## TASK
How many lines of the material below contain the string "MovementRow"? Answer with the number and nothing else.

## DATA FOR THIS EXERCISE
::::::::::
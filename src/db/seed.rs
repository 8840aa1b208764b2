//! Demo data set for trying the pipeline against a fresh database.

use chrono::{DateTime, Duration, Utc};
use color_eyre::{eyre::eyre, Result};
use rusqlite::{params, Connection};
use tracing::info;

use super::{format_date, format_timestamp};

/// Row counts written by [`seed_demo_data`].
#[derive(Debug, Clone, Copy, PartialEq, Eq)]
pub struct SeedSummary {
  pub categories: usize,
  pub vendors: usize,
  pub products: usize,
  pub movements: usize,
  pub orders: usize,
  pub activity: usize,
  pub insights: usize,
  pub forecasts: usize,
}

const CATEGORIES: &[(i64, &str, &str)] = &[
  (1, "Beverages", "Drinks, juices and coffee"),
  (2, "Snacks", "Packaged snacks"),
  (3, "Dairy", "Milk, yogurt and cheese"),
  (4, "Cleaning", "Household cleaning supplies"),
  (5, "Produce", "Fresh fruit and vegetables"),
  (6, "Bakery", "Bread and pastries"),
];

const VENDORS: &[(i64, &str, &str)] = &[
  (1, "FreshFarm Co", "orders@freshfarm.example"),
  (2, "Sunrise Beverages", "sales@sunrise.example"),
  (3, "CrunchTime Foods", "supply@crunchtime.example"),
  (4, "BrightHome Supply", "hello@brighthome.example"),
];

// id, name, sku, category, vendor, price, quantity, expires in (days)
const PRODUCTS: &[(i64, &str, &str, i64, i64, f64, i64, Option<i64>)] = &[
  (1, "Sparkling Water 12pk", "BEV-001", 1, 2, 6.50, 48, None),
  (2, "Cold Brew Coffee", "BEV-002", 1, 2, 4.25, 8, Some(120)),
  (3, "Orange Juice 1L", "BEV-003", 1, 1, 3.80, 2, Some(6)),
  (4, "Sea Salt Chips", "SNK-001", 2, 3, 2.99, 35, Some(90)),
  (5, "Trail Mix", "SNK-002", 2, 3, 5.49, 0, Some(150)),
  (6, "Granola Bars", "SNK-003", 2, 3, 3.99, 22, Some(200)),
  (7, "Whole Milk 1gal", "DAI-001", 3, 1, 3.49, 12, Some(5)),
  (8, "Greek Yogurt", "DAI-002", 3, 1, 1.29, 6, Some(12)),
  (9, "Cheddar Block", "DAI-003", 3, 1, 5.99, 30, Some(45)),
  (10, "Salted Butter", "DAI-004", 3, 1, 4.29, 25, Some(60)),
  (11, "All-Purpose Cleaner", "CLN-001", 4, 4, 4.79, 40, None),
  (12, "Dish Soap", "CLN-002", 4, 4, 2.59, 55, None),
  (13, "Paper Towels 6pk", "CLN-003", 4, 4, 8.99, 9, None),
  (14, "Sponges 3pk", "CLN-004", 4, 4, 1.99, 60, None),
  (15, "Bananas (lb)", "PRD-001", 5, 1, 0.59, 120, Some(4)),
  (16, "Avocados", "PRD-002", 5, 1, 1.49, 3, Some(3)),
  (17, "Sourdough Loaf", "BAK-001", 6, 3, 4.99, 18, Some(40)),
  (18, "Butter Croissants", "BAK-002", 6, 3, 3.49, 24, Some(35)),
];

// product, type, quantity, unit price, days ago
const MOVEMENTS: &[(i64, &str, i64, f64, i64)] = &[
  (1, "SALE", 12, 6.50, 2),
  (2, "SALE", 10, 4.25, 3),
  (3, "SALE", 6, 3.80, 1),
  (1, "SALE", 8, 6.50, 9),
  (2, "SALE", 5, 4.25, 12),
  (3, "SALE", 4, 3.80, 15),
  (1, "IN", 24, 5.00, 20),
  (4, "SALE", 5, 2.99, 4),
  (5, "SALE", 10, 5.49, 6),
  (7, "SALE", 6, 3.49, 1),
  (8, "SALE", 8, 1.29, 2),
  (9, "IN", 20, 4.50, 10),
  (13, "SALE", 3, 8.99, 5),
  (15, "SALE", 30, 0.59, 1),
  (16, "SALE", 7, 1.49, 3),
  (17, "SALE", 6, 4.99, 2),
  (1, "SALE", 6, 6.50, 40),
  (2, "SALE", 4, 4.25, 45),
  (4, "SALE", 6, 2.99, 35),
  (5, "SALE", 6, 5.49, 38),
  (6, "SALE", 4, 3.99, 50),
  (7, "SALE", 5, 3.49, 33),
  (8, "SALE", 6, 1.29, 40),
  (9, "SALE", 3, 5.99, 42),
  (11, "SALE", 4, 4.79, 36),
  (12, "SALE", 6, 2.59, 44),
  (15, "SALE", 25, 0.59, 31),
];

// number, vendor, status, total, ordered (days ago), expected (days ago), delivered (days ago)
const ORDERS: &[(&str, i64, &str, f64, i64, i64, Option<i64>)] = &[
  ("PO-1001", 1, "DELIVERED", 420.00, 40, 33, Some(34)),
  ("PO-1002", 1, "DELIVERED", 310.00, 25, 18, Some(19)),
  ("PO-1003", 2, "DELIVERED", 560.00, 30, 25, Some(25)),
  ("PO-1004", 2, "ORDERED", 275.00, 3, -4, None),
  ("PO-1005", 3, "DELIVERED", 190.00, 20, 14, Some(15)),
  ("PO-1006", 3, "PENDING", 240.00, 1, -7, None),
  ("PO-1007", 3, "DELIVERED", 205.00, 50, 44, Some(41)),
];

// user, action, entity type, details, hours ago
const ACTIVITY: &[(&str, &str, &str, &str, i64)] = &[
  ("alice", "UPDATE", "product", "Adjusted Trail Mix quantity to 0", 2),
  ("alice", "CREATE", "movement", "Recorded sale of 30 Bananas (lb)", 5),
  ("carol", "APPROVE", "purchase_order", "Approved PO-1004", 20),
  ("bob", "CREATE", "purchase_order", "Created PO-1006 for CrunchTime Foods", 30),
  ("alice", "UPDATE", "vendor", "Updated BrightHome Supply contact", 50),
  ("carol", "LOGIN", "session", "Signed in", 72),
];

// kind, title, summary, priority, days ago
const INSIGHTS: &[(&str, &str, &str, &str, i64)] = &[
  (
    "STOCK_ALERT",
    "Produce shrinkage rising",
    "Avocado and banana write-offs doubled over the last two weeks.",
    "HIGH",
    1,
  ),
  (
    "TREND",
    "Beverage demand up",
    "Beverage sales are running well ahead of last month.",
    "MEDIUM",
    3,
  ),
  (
    "COST",
    "Dairy vendor consolidation",
    "Most dairy volume already flows through FreshFarm Co.",
    "LOW",
    8,
  ),
];

// product, forecast date (days ahead), predicted demand, confidence
const FORECASTS: &[(i64, i64, f64, f64)] = &[
  (3, 7, 12.0, 0.85),
  (16, 5, 9.0, 0.90),
  (2, 14, 20.0, 0.75),
  (1, 14, 30.0, 0.65),
  (11, 30, 15.0, 0.80),
  (5, -3, 10.0, 0.90),
];

/// Load the demo data set, with all times relative to `now`.
///
/// Refuses to run against a database that already has products.
pub fn seed_demo_data(conn: &Connection, now: DateTime<Utc>) -> Result<SeedSummary> {
  let existing: i64 = conn
    .query_row("SELECT COUNT(*) FROM products", [], |row| row.get(0))
    .map_err(|e| eyre!("Failed to inspect products table: {}", e))?;
  if existing > 0 {
    return Err(eyre!(
      "Database already contains {} products; refusing to seed",
      existing
    ));
  }

  let created = format_timestamp(now - Duration::days(90));
  let today = now.date_naive();

  let tx = conn
    .unchecked_transaction()
    .map_err(|e| eyre!("Failed to begin transaction: {}", e))?;

  for (id, name, description) in CATEGORIES {
    tx.execute(
      "INSERT INTO categories (id, name, description, created_at) VALUES (?, ?, ?, ?)",
      params![id, name, description, created],
    )?;
  }

  for (id, name, email) in VENDORS {
    tx.execute(
      "INSERT INTO vendors (id, name, contact_email, created_at) VALUES (?, ?, ?, ?)",
      params![id, name, email, created],
    )?;
  }

  for (id, name, sku, category, vendor, price, quantity, expires_in) in PRODUCTS {
    let expiry = expires_in.map(|days| format_date(today + Duration::days(days)));
    tx.execute(
      "INSERT INTO products
         (id, name, sku, category_id, vendor_id, price, quantity, expiry_date,
          created_at, updated_at)
       VALUES (?, ?, ?, ?, ?, ?, ?, ?, ?, ?)",
      params![id, name, sku, category, vendor, price, quantity, expiry, created, created],
    )?;
  }

  for (product, kind, quantity, unit_price, days_ago) in MOVEMENTS {
    tx.execute(
      "INSERT INTO inventory_movements (product_id, movement_type, quantity, unit_price, created_at)
       VALUES (?, ?, ?, ?, ?)",
      params![
        product,
        kind,
        quantity,
        unit_price,
        format_timestamp(now - Duration::days(*days_ago))
      ],
    )?;
  }

  for (number, vendor, status, total, ordered, expected, delivered) in ORDERS {
    tx.execute(
      "INSERT INTO purchase_orders
         (order_number, vendor_id, status, total_amount, ordered_at, expected_date, delivered_at)
       VALUES (?, ?, ?, ?, ?, ?, ?)",
      params![
        number,
        vendor,
        status,
        total,
        format_timestamp(now - Duration::days(*ordered)),
        format_date(today - Duration::days(*expected)),
        delivered.map(|days| format_timestamp(now - Duration::days(days))),
      ],
    )?;
  }

  for (user, action, entity_type, details, hours_ago) in ACTIVITY {
    tx.execute(
      "INSERT INTO activity_logs (user_id, action, entity_type, details, created_at)
       VALUES (?, ?, ?, ?, ?)",
      params![
        user,
        action,
        entity_type,
        details,
        format_timestamp(now - Duration::hours(*hours_ago))
      ],
    )?;
  }

  for (kind, title, summary, priority, days_ago) in INSIGHTS {
    tx.execute(
      "INSERT INTO ai_insights (kind, title, summary, priority, created_at) VALUES (?, ?, ?, ?, ?)",
      params![
        kind,
        title,
        summary,
        priority,
        format_timestamp(now - Duration::days(*days_ago))
      ],
    )?;
  }

  for (product, days_ahead, demand, confidence) in FORECASTS {
    tx.execute(
      "INSERT INTO product_forecasts
         (product_id, forecast_date, predicted_demand, confidence, created_at)
       VALUES (?, ?, ?, ?, ?)",
      params![
        product,
        format_date(today + Duration::days(*days_ahead)),
        demand,
        confidence,
        format_timestamp(now)
      ],
    )?;
  }

  tx.commit()
    .map_err(|e| eyre!("Failed to commit seed data: {}", e))?;

  let summary = SeedSummary {
    categories: CATEGORIES.len(),
    vendors: VENDORS.len(),
    products: PRODUCTS.len(),
    movements: MOVEMENTS.len(),
    orders: ORDERS.len(),
    activity: ACTIVITY.len(),
    insights: INSIGHTS.len(),
    forecasts: FORECASTS.len(),
  };
  info!(?summary, "seeded demo data");

  Ok(summary)
}

#[cfg(test)]
mod tests {
  use super::*;
  use crate::db::Database;
  use chrono::TimeZone;

  #[test]
  fn test_seed_writes_all_tables() {
    let db = Database::open_in_memory().unwrap();
    let now = Utc.with_ymd_and_hms(2024, 6, 1, 12, 0, 0).unwrap();

    let summary = seed_demo_data(db.conn(), now).unwrap();

    let count = |table: &str| -> usize {
      db.conn()
        .query_row(&format!("SELECT COUNT(*) FROM {}", table), [], |row| {
          row.get::<_, i64>(0)
        })
        .unwrap() as usize
    };
    assert_eq!(count("products"), summary.products);
    assert_eq!(count("inventory_movements"), summary.movements);
    assert_eq!(count("purchase_orders"), summary.orders);
    assert_eq!(count("product_forecasts"), summary.forecasts);
  }

  #[test]
  fn test_seed_refuses_populated_database() {
    let db = Database::open_in_memory().unwrap();
    let now = Utc.with_ymd_and_hms(2024, 6, 1, 12, 0, 0).unwrap();

    seed_demo_data(db.conn(), now).unwrap();
    assert!(seed_demo_data(db.conn(), now).is_err());
  }
}
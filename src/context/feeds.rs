//! Third-party data feeds: weather and exchange rates.

use color_eyre::{eyre::eyre, Result};
use serde::de::DeserializeOwned;
use tracing::debug;
use url::Url;

use super::api_types::{ApiRatesResponse, ApiWeatherResponse};
use super::types::{EconomicSnapshot, WeatherSnapshot};
use crate::config::{Config, ExternalConfig};
use crate::error::FetchError;

const WEATHER: &str = "weather API";
const ECONOMIC: &str = "exchange-rate API";

/// Source of external snapshots.
pub trait ExternalFeeds: Send + Sync + 'static {
  async fn weather(&self) -> Result<WeatherSnapshot, FetchError>;

  async fn economic(&self) -> Result<EconomicSnapshot, FetchError>;
}

/// Feeds backed by the public HTTP APIs.
#[derive(Clone)]
pub struct HttpFeeds {
  client: reqwest::Client,
  weather_url: Url,
  economic_url: Url,
  location: String,
  base_currency: String,
  currencies: Vec<String>,
  weather_key: Option<String>,
  economic_key: Option<String>,
}

impl HttpFeeds {
  pub fn new(
    config: &ExternalConfig,
    weather_key: Option<String>,
    economic_key: Option<String>,
  ) -> Result<Self> {
    let client = reqwest::Client::builder()
      .timeout(config.http_timeout())
      .user_agent(concat!("stocksight/", env!("CARGO_PKG_VERSION")))
      .build()
      .map_err(|e| eyre!("Failed to create HTTP client: {}", e))?;

    let weather_url = Url::parse(&config.weather_url)
      .map_err(|e| eyre!("Invalid weather_url '{}': {}", config.weather_url, e))?;
    let economic_url = Url::parse(&config.economic_url)
      .map_err(|e| eyre!("Invalid economic_url '{}': {}", config.economic_url, e))?;
    if economic_url.cannot_be_a_base() {
      return Err(eyre!("economic_url '{}' cannot take path segments", economic_url));
    }

    Ok(Self {
      client,
      weather_url,
      economic_url,
      location: config.weather_location.clone(),
      base_currency: config.base_currency.clone(),
      currencies: config.currencies.clone(),
      weather_key,
      economic_key,
    })
  }

  /// Build feeds with API keys taken from the environment.
  pub fn from_env(config: &Config) -> Result<Self> {
    Self::new(
      &config.external,
      Config::weather_api_key(),
      Config::economic_api_key(),
    )
  }

  async fn get_json<T: DeserializeOwned>(
    &self,
    service: &'static str,
    url: Url,
  ) -> Result<T, FetchError> {
    debug!(service, host = url.host_str().unwrap_or_default(), "fetching external feed");

    let response = self
      .client
      .get(url)
      .send()
      .await
      .map_err(|e| FetchError::from_http(service, e))?;

    let status = response.status();
    if !status.is_success() {
      return Err(FetchError::Status {
        service,
        status: status.as_u16(),
      });
    }

    let body = response
      .bytes()
      .await
      .map_err(|e| FetchError::from_http(service, e))?;

    serde_json::from_slice(&body).map_err(|e| FetchError::Decode {
      what: service,
      message: e.to_string(),
    })
  }
}

impl ExternalFeeds for HttpFeeds {
  async fn weather(&self) -> Result<WeatherSnapshot, FetchError> {
    let key = self
      .weather_key
      .as_deref()
      .ok_or(FetchError::MissingApiKey(WEATHER))?;

    let mut url = self.weather_url.clone();
    url
      .query_pairs_mut()
      .append_pair("q", &self.location)
      .append_pair("appid", key)
      .append_pair("units", "metric");

    let response: ApiWeatherResponse = self.get_json(WEATHER, url).await?;
    Ok(response.into_snapshot(&self.location))
  }

  async fn economic(&self) -> Result<EconomicSnapshot, FetchError> {
    let key = self
      .economic_key
      .as_deref()
      .ok_or(FetchError::MissingApiKey(ECONOMIC))?;

    let mut url = self.economic_url.clone();
    url
      .path_segments_mut()
      .map_err(|_| FetchError::Decode {
        what: ECONOMIC,
        message: "base URL cannot take path segments".to_string(),
      })?
      .pop_if_empty()
      .extend([key, "latest", self.base_currency.as_str()]);

    let response: ApiRatesResponse = self.get_json(ECONOMIC, url).await?;
    response
      .into_snapshot(&self.base_currency, &self.currencies)
      .map_err(|message| FetchError::Decode {
        what: ECONOMIC,
        message,
      })
  }
}

#[cfg(test)]
mod tests {
  use super::*;

  fn offline_config() -> ExternalConfig {
    // Unroutable endpoints: a request would fail, not hang, if one were made.
    ExternalConfig {
      weather_url: "http://127.0.0.1:9/weather".to_string(),
      economic_url: "http://127.0.0.1:9/v6".to_string(),
      ..ExternalConfig::default()
    }
  }

  #[tokio::test]
  async fn test_missing_keys_fail_without_requests() {
    let feeds = HttpFeeds::new(&offline_config(), None, None).unwrap();

    let weather = feeds.weather().await;
    let economic = feeds.economic().await;

    assert!(matches!(weather, Err(FetchError::MissingApiKey(WEATHER))));
    assert!(matches!(economic, Err(FetchError::MissingApiKey(ECONOMIC))));
  }

  #[tokio::test]
  async fn test_unreachable_host_is_http_error() {
    let feeds = HttpFeeds::new(&offline_config(), Some("key".to_string()), None).unwrap();

    let result = feeds.weather().await;

    assert!(matches!(
      result,
      Err(FetchError::Http { service: WEATHER, .. }) | Err(FetchError::Timeout(WEATHER))
    ));
  }

  #[test]
  fn test_rejects_non_base_economic_url() {
    let config = ExternalConfig {
      economic_url: "mailto:rates@example.com".to_string(),
      ..offline_config()
    };

    assert!(HttpFeeds::new(&config, None, None).is_err());
  }
}
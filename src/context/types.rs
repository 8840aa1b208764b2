//! Context snapshots handed to the prompt assembler.

use chrono::{DateTime, NaiveDate, Utc};
use serde::Serialize;
use std::collections::BTreeMap;

use crate::cache::{CacheKind, Cacheable};
use crate::store::types::{
  ActivityRow, ExpiringProductRow, InsightRow, MovementRow, OrderRow, SystemHealth,
};

/// One independently fetched part of the inventory context.
#[derive(Debug, Clone, Copy, PartialEq, Eq, Hash, Serialize)]
#[serde(rename_all = "snake_case")]
pub enum Section {
  Totals,
  StockAlerts,
  Expiring,
  Categories,
  Vendors,
  Movements,
  Orders,
  Insights,
  Activity,
  Forecasts,
}

impl Section {
  /// Whether the overview is misleading without this section.
  pub fn is_critical(self) -> bool {
    matches!(
      self,
      Section::Totals
        | Section::StockAlerts
        | Section::Expiring
        | Section::Categories
        | Section::Vendors
    )
  }

  pub fn as_str(self) -> &'static str {
    match self {
      Section::Totals => "totals",
      Section::StockAlerts => "stock alerts",
      Section::Expiring => "expiring products",
      Section::Categories => "categories",
      Section::Vendors => "vendors",
      Section::Movements => "recent movements",
      Section::Orders => "recent orders",
      Section::Insights => "recent insights",
      Section::Activity => "activity log",
      Section::Forecasts => "forecasts",
    }
  }
}

/// Coarse stock health of a category.
#[derive(Debug, Clone, Copy, PartialEq, Eq, Serialize)]
#[serde(rename_all = "SCREAMING_SNAKE_CASE")]
pub enum StockHealth {
  Healthy,
  Attention,
  Critical,
}

impl StockHealth {
  pub fn as_str(self) -> &'static str {
    match self {
      StockHealth::Healthy => "HEALTHY",
      StockHealth::Attention => "ATTENTION",
      StockHealth::Critical => "CRITICAL",
    }
  }
}

#[derive(Debug, Clone, Default, PartialEq, Serialize)]
pub struct Overview {
  pub total_products: i64,
  pub total_quantity: i64,
  pub low_stock_count: i64,
  pub critical_stock_count: i64,
  pub out_of_stock_count: i64,
  pub category_count: i64,
  pub vendor_count: i64,
  pub movements_last_30_days: i64,
  /// Sum of price x quantity across categories
  pub total_inventory_value: f64,
  /// Value of sales in the last 30 days
  pub monthly_usage_value: f64,
  /// 0-100
  pub health_score: u8,
}

#[derive(Debug, Clone, PartialEq, Serialize)]
pub struct StockAlert {
  pub product_name: String,
  pub sku: String,
  pub quantity: i64,
  pub category: Option<String>,
  pub vendor: Option<String>,
  pub usage_last_30_days: i64,
  pub daily_usage: f64,
  /// None when the product has no recent usage
  pub days_of_cover: Option<f64>,
  /// At or below the critical threshold
  pub critical: bool,
}

#[derive(Debug, Clone, PartialEq, Serialize)]
pub struct CategoryPerformance {
  pub name: String,
  pub product_count: i64,
  pub total_value: f64,
  pub average_price: f64,
  /// Movements in the last 30 days
  pub recent_activity: i64,
  pub low_stock_count: i64,
  pub stock_health: StockHealth,
}

#[derive(Debug, Clone, PartialEq, Serialize)]
pub struct VendorPerformance {
  pub name: String,
  pub product_count: i64,
  pub total_orders: usize,
  pub on_time_orders: usize,
  /// Percentage of orders delivered by their expected date
  pub reliability: u8,
  pub average_lead_time_days: Option<f64>,
}

#[derive(Debug, Clone, PartialEq, Serialize)]
pub struct StockoutPrediction {
  pub product_name: String,
  pub current_quantity: i64,
  pub predicted_demand: f64,
  pub confidence: f64,
  pub stockout_date: NaiveDate,
  pub days_until_stockout: i64,
  pub recommended_action: String,
}

#[derive(Debug, Clone, PartialEq, Serialize)]
pub struct DemandSpike {
  pub category: String,
  pub recent_movements: i64,
  pub previous_movements: i64,
  pub growth_percent: f64,
}

#[derive(Debug, Clone, Default, PartialEq, Serialize)]
pub struct Predictions {
  pub stockouts: Vec<StockoutPrediction>,
  pub demand_spikes: Vec<DemandSpike>,
}

#[derive(Debug, Clone, Default, PartialEq, Serialize)]
pub struct RecentActivity {
  pub movements: Vec<MovementRow>,
  pub orders: Vec<OrderRow>,
  pub insights: Vec<InsightRow>,
  pub activity: Vec<ActivityRow>,
}

/// Derived, read-only snapshot of the inventory.
///
/// Always returned, possibly partial: `failed_sections` lists the queries that
/// failed and were replaced by empty values.
#[derive(Debug, Clone, PartialEq, Serialize)]
pub struct InventoryContext {
  pub generated_at: DateTime<Utc>,
  pub overview: Overview,
  pub stock_alerts: Vec<StockAlert>,
  pub expiring_soon: Vec<ExpiringProductRow>,
  pub categories: Vec<CategoryPerformance>,
  pub vendors: Vec<VendorPerformance>,
  pub recent: RecentActivity,
  pub predictions: Predictions,
  pub degraded: bool,
  pub failed_sections: Vec<Section>,
}

impl InventoryContext {
  pub fn is_available(&self, section: Section) -> bool {
    !self.failed_sections.contains(&section)
  }

  pub fn critical_alerts(&self) -> impl Iterator<Item = &StockAlert> {
    self.stock_alerts.iter().filter(|a| a.critical)
  }
}

impl Cacheable for InventoryContext {
  fn cache_kind() -> CacheKind {
    CacheKind::Inventory
  }
}

/// Field of the external context.
#[derive(Debug, Clone, Copy, PartialEq, Eq, Serialize)]
#[serde(rename_all = "snake_case")]
pub enum ExternalField {
  Weather,
  Economic,
  SystemHealth,
}

impl ExternalField {
  pub fn as_str(self) -> &'static str {
    match self {
      ExternalField::Weather => "weather",
      ExternalField::Economic => "economic",
      ExternalField::SystemHealth => "system health",
    }
  }
}

#[derive(Debug, Clone, PartialEq, Serialize)]
pub struct WeatherSnapshot {
  pub location: String,
  pub temperature_c: f64,
  pub conditions: String,
  pub humidity: Option<u8>,
}

#[derive(Debug, Clone, PartialEq, Serialize)]
pub struct EconomicSnapshot {
  pub base_currency: String,
  pub rates: BTreeMap<String, f64>,
  pub updated_at: Option<String>,
}

/// Third-party feeds and local system health. Each field is best-effort.
#[derive(Debug, Clone, PartialEq, Serialize)]
pub struct ExternalContext {
  pub generated_at: DateTime<Utc>,
  pub weather: Option<WeatherSnapshot>,
  pub economic: Option<EconomicSnapshot>,
  pub system_health: Option<SystemHealth>,
  pub unavailable: Vec<ExternalField>,
}

impl Cacheable for ExternalContext {
  fn cache_kind() -> CacheKind {
    CacheKind::External
  }
}

/// Recent actions of one user.
#[derive(Debug, Clone, PartialEq, Serialize)]
pub struct UserContext {
  pub user_id: String,
  pub recent_actions: Vec<ActivityRow>,
  pub available: bool,
}

impl Cacheable for UserContext {
  fn cache_kind() -> CacheKind {
    CacheKind::UserSpecific
  }
}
::::::::::
## RESPONSE TO THE EXERCISE
2